How can I remove non-ASCII characters but leave periods and spaces?
Solution 1
You can filter all characters from the string that are not printable using string.printable, like this:
>>> s = "some\x00string. with\x15 funny characters"
>>> import string
>>> printable = set(string.printable)
>>> filter(lambda x: x in printable, s)
'somestring. with funny characters'
string.printable on my machine contains:
0123456789abcdefghijklmnopqrstuvwxyzABCDEFGHIJKLMNOPQRSTUVWXYZ
!"#$%&\'()*+,-./:;<=>?@[\\]^_`{|}~ \t\n\r\x0b\x0c
EDIT: On Python 3, filter will return an iterable. The correct way to obtain a string back would be:
''.join(filter(lambda x: x in printable, s))
Solution 2
An easy way to change to a different codec, is by using encode() or decode(). In your case, you want to convert to ASCII and ignore all symbols that are not supported.
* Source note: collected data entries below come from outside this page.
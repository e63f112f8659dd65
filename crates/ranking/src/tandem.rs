//! Combining the outcomes of both halves of a tandem into one pair place.

use std::collections::HashMap;

use rust_decimal::Decimal;
use serde::Serialize;
use uuid::Uuid;

use crate::criteria::{CriterionDefinition, Evaluation, TandemPolicy};
use crate::participation::Pair;
use crate::placement::place_group;
use crate::rank::{Better, assign_places};

#[derive(Debug, Clone, Copy, PartialEq, Eq, Serialize)]
pub struct TandemPlace {
    pub pair: Pair,
    pub place: Decimal,
}

/// Pair place = mean of both partners' places, to two decimals. A partner
/// without a place counts as `missing_place`; pairs where neither half has a
/// place are left out.
pub fn average_of_places(
    pairs: &[Pair],
    places: &HashMap<Uuid, u32>,
    missing_place: u32,
) -> Vec<TandemPlace> {
    pairs
        .iter()
        .filter_map(|pair| {
            let main = places.get(&pair.main_unit_id).copied();
            let junior = places.get(&pair.junior_unit_id).copied();
            if main.is_none() && junior.is_none() {
                return None;
            }

            let total = Decimal::from(main.unwrap_or(missing_place))
                + Decimal::from(junior.unwrap_or(missing_place));
            Some(TandemPlace {
                pair: *pair,
                place: (total / Decimal::from(2)).round_dp(2),
            })
        })
        .collect()
}

/// Adds both partners' scores (a missing partner counts as `missing_score`)
/// and dense-ranks the pair sums. Pairs where neither half has a score are
/// left out. Sums saturate at the bounds of `Decimal`.
pub fn sum_then_rank(
    pairs: &[Pair],
    scores: &HashMap<Uuid, Decimal>,
    missing_score: Decimal,
    better: Better,
) -> Vec<(Pair, u32)> {
    let mut sums: Vec<(Pair, Decimal)> = pairs
        .iter()
        .filter_map(|pair| {
            let main = scores.get(&pair.main_unit_id).copied();
            let junior = scores.get(&pair.junior_unit_id).copied();
            if main.is_none() && junior.is_none() {
                return None;
            }
            Some((
                *pair,
                main.unwrap_or(missing_score)
                    .saturating_add(junior.unwrap_or(missing_score)),
            ))
        })
        .collect();
    sums.sort_by_key(|(pair, _)| *pair);

    assign_places(sums, better)
}

/// Adds the rounded mean of both partners' bonuses to each ranked pair place.
///
/// The bonus is applied after ranking, so the result can contain duplicate or
/// out-of-order places. Rounding is half-to-even.
pub fn add_bonus(
    ranked: Vec<(Pair, u32)>,
    bonuses: &HashMap<Uuid, u32>,
    missing_bonus: u32,
) -> Vec<TandemPlace> {
    ranked
        .into_iter()
        .map(|(pair, base)| {
            let main = bonuses
                .get(&pair.main_unit_id)
                .copied()
                .unwrap_or(missing_bonus);
            let junior = bonuses
                .get(&pair.junior_unit_id)
                .copied()
                .unwrap_or(missing_bonus);
            let bonus = (Decimal::from(main + junior) / Decimal::from(2)).round();
            TandemPlace {
                pair,
                place: Decimal::from(base) + bonus,
            }
        })
        .collect()
}

/// Applies a criterion's tandem policy to the evaluations of its units.
#[derive(Debug)]
pub struct TandemAggregator<'a> {
    definition: &'a CriterionDefinition,
}

impl<'a> TandemAggregator<'a> {
    pub fn new(definition: &'a CriterionDefinition) -> Self {
        Self { definition }
    }

    /// Pair places ordered by place, then by pair.
    pub fn combine(
        &self,
        pairs: &[Pair],
        evaluations: &HashMap<Uuid, Evaluation>,
    ) -> Vec<TandemPlace> {
        let mut combined = match self.definition.tandem_policy {
            TandemPolicy::AverageOfPlaces { missing_place } => {
                let places = self.peer_places(pairs, evaluations);
                average_of_places(pairs, &places, missing_place)
            }
            TandemPolicy::SumThenRank { missing_score } => {
                self.sum_and_rank(pairs, evaluations, missing_score)
            }
        };

        combined.sort_by(|a, b| a.place.cmp(&b.place).then(a.pair.cmp(&b.pair)));
        combined
    }

    /// Places each half among its own peers: mains with mains, juniors with juniors.
    fn peer_places(
        &self,
        pairs: &[Pair],
        evaluations: &HashMap<Uuid, Evaluation>,
    ) -> HashMap<Uuid, u32> {
        let mains: Vec<Uuid> = pairs.iter().map(|pair| pair.main_unit_id).collect();
        let juniors: Vec<Uuid> = pairs.iter().map(|pair| pair.junior_unit_id).collect();

        place_group(&mains, evaluations, self.definition.better)
            .into_iter()
            .chain(place_group(&juniors, evaluations, self.definition.better))
            .collect()
    }

    fn sum_and_rank(
        &self,
        pairs: &[Pair],
        evaluations: &HashMap<Uuid, Evaluation>,
        missing_score: Decimal,
    ) -> Vec<TandemPlace> {
        let scores: HashMap<Uuid, Decimal> = evaluations
            .iter()
            .map(|(unit_id, evaluation)| (*unit_id, evaluation.stored_score()))
            .collect();
        let ranked = sum_then_rank(pairs, &scores, missing_score, self.definition.better);

        let bonuses: HashMap<Uuid, u32> = evaluations
            .iter()
            .filter_map(|(unit_id, evaluation)| match evaluation {
                Evaluation::ScoreWithBonus { bonus, .. } => Some((*unit_id, *bonus)),
                _ => None,
            })
            .collect();

        if bonuses.is_empty() {
            return ranked
                .into_iter()
                .map(|(pair, place)| TandemPlace {
                    pair,
                    place: Decimal::from(place),
                })
                .collect();
        }

        let missing_bonus = match self.definition.empty_evaluation() {
            Some(Evaluation::ScoreWithBonus { bonus, .. }) => bonus,
            _ => 0,
        };
        add_bonus(ranked, &bonuses, missing_bonus)
    }
}

#[cfg(test)]
mod tests {
    use super::*;
    use crate::criteria::{CriterionRegistry, RankingModel, WorkDaysScorer};
    use rust_decimal_macros::dec;

    fn pair() -> Pair {
        Pair {
            main_unit_id: Uuid::new_v4(),
            junior_unit_id: Uuid::new_v4(),
        }
    }

    #[test]
    fn average_of_two_places() {
        let p = pair();
        let places = HashMap::from([(p.main_unit_id, 4), (p.junior_unit_id, 6)]);
        let combined = average_of_places(&[p], &places, 20);
        assert_eq!(combined[0].place, dec!(5.00));
    }

    #[test]
    fn missing_partner_takes_the_penalty_place() {
        let p = pair();
        let places = HashMap::from([(p.main_unit_id, 4)]);
        let combined = average_of_places(&[p], &places, 20);
        assert_eq!(combined[0].place, dec!(12));

        let odd = average_of_places(&[p], &HashMap::from([(p.junior_unit_id, 4)]), 5);
        assert_eq!(odd[0].place, dec!(4.5));
    }

    #[test]
    fn pair_without_any_report_is_skipped() {
        let combined = average_of_places(&[pair()], &HashMap::new(), 20);
        assert!(combined.is_empty());
    }

    #[test]
    fn sums_are_dense_ranked() {
        let (a, b, c) = (pair(), pair(), pair());
        let scores = HashMap::from([
            (a.main_unit_id, dec!(10)),
            (a.junior_unit_id, dec!(5)),
            (b.main_unit_id, dec!(15)),
            (c.main_unit_id, dec!(1)),
            (c.junior_unit_id, dec!(1)),
        ]);

        let ranked: HashMap<Pair, u32> = sum_then_rank(&[a, b, c], &scores, Decimal::ZERO, Better::High)
            .into_iter()
            .collect();
        assert_eq!(ranked[&a], 1);
        assert_eq!(ranked[&b], 1);
        assert_eq!(ranked[&c], 2);
    }

    #[test]
    fn huge_pair_sums_saturate_instead_of_overflowing() {
        let (a, b) = (pair(), pair());
        let scores = HashMap::from([
            (a.main_unit_id, Decimal::MAX),
            (a.junior_unit_id, Decimal::MAX),
            (b.main_unit_id, dec!(1)),
        ]);

        let ranked: HashMap<Pair, u32> = sum_then_rank(&[a, b], &scores, Decimal::ZERO, Better::High)
            .into_iter()
            .collect();
        assert_eq!(ranked[&a], 1);
        assert_eq!(ranked[&b], 2);
    }

    #[test]
    fn missing_partner_penalty_for_lower_is_better() {
        let (a, b) = (pair(), pair());
        let scores = HashMap::from([
            (a.main_unit_id, dec!(0)),
            (b.main_unit_id, dec!(30)),
            (b.junior_unit_id, dec!(40)),
        ]);

        let ranked: HashMap<Pair, u32> = sum_then_rank(&[a, b], &scores, dec!(365), Better::Low)
            .into_iter()
            .collect();
        assert_eq!(ranked[&b], 1);
        assert_eq!(ranked[&a], 2);
    }

    #[test]
    fn bonus_can_collide_with_other_places() {
        let (a, b) = (pair(), pair());
        let ranked = vec![(a, 1), (b, 2)];
        let bonuses = HashMap::from([
            (a.main_unit_id, 2),
            (a.junior_unit_id, 1),
            (b.main_unit_id, 0),
            (b.junior_unit_id, 1),
        ]);

        let places = add_bonus(ranked, &bonuses, 4);
        // 1 + round(1.5) = 3, 2 + round(0.5) = 2
        assert_eq!(places[0].place, dec!(3));
        assert_eq!(places[1].place, dec!(2));
    }

    #[test]
    fn average_policy_ranks_scores_among_peers() {
        let definition = CriterionDefinition::new(
            "work_days",
            "Work days",
            Better::High,
            TandemPolicy::AverageOfPlaces { missing_place: 10 },
            RankingModel::Tandem,
            Box::new(WorkDaysScorer),
        );
        let (a, b) = (pair(), pair());
        let evaluations = HashMap::from([
            (a.main_unit_id, Evaluation::Score(dec!(30))),
            (b.main_unit_id, Evaluation::Score(dec!(50))),
            (a.junior_unit_id, Evaluation::Score(dec!(80))),
            (b.junior_unit_id, Evaluation::Score(dec!(10))),
        ]);

        let combined = TandemAggregator::new(&definition).combine(&[a, b], &evaluations);
        assert!(combined.iter().all(|row| row.place == dec!(1.5)));
    }

    #[test]
    fn publicity_pairs_get_the_averaged_bonus() {
        let registry = CriterionRegistry::standard();
        let definition = registry.get("publicity").unwrap();
        let (a, b) = (pair(), pair());
        let evaluations = HashMap::from([
            (a.main_unit_id, Evaluation::ScoreWithBonus { score: dec!(6), bonus: 0 }),
            (a.junior_unit_id, Evaluation::ScoreWithBonus { score: dec!(1), bonus: 1 }),
            (b.main_unit_id, Evaluation::ScoreWithBonus { score: dec!(2), bonus: 0 }),
        ]);

        let combined: HashMap<Pair, Decimal> = TandemAggregator::new(definition)
            .combine(&[a, b], &evaluations)
            .into_iter()
            .map(|row| (row.pair, row.place))
            .collect();
        // a: rank 1 + round(0.5) = 1; b: rank 2 + round((0 + 4) / 2) = 4
        assert_eq!(combined[&a], dec!(1));
        assert_eq!(combined[&b], dec!(4));
    }
}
For example, the Swedish letter å is not an ASCII character:
>>>s = u'Good bye in Swedish is Hej d\xe5'
>>>s = s.encode('ascii',errors='ignore')
>>>print s
Good bye in Swedish is Hej d
Edit:
Python3: str -> bytes -> str
>>>"Hej då".encode("ascii", errors="ignore").decode()
'hej d'
Python2: unicode -> str -> unicode
>>> u"hej då".encode("ascii", errors="ignore").decode()
u'hej d'
Python2: str -> unicode -> str (decode and encode in reverse order)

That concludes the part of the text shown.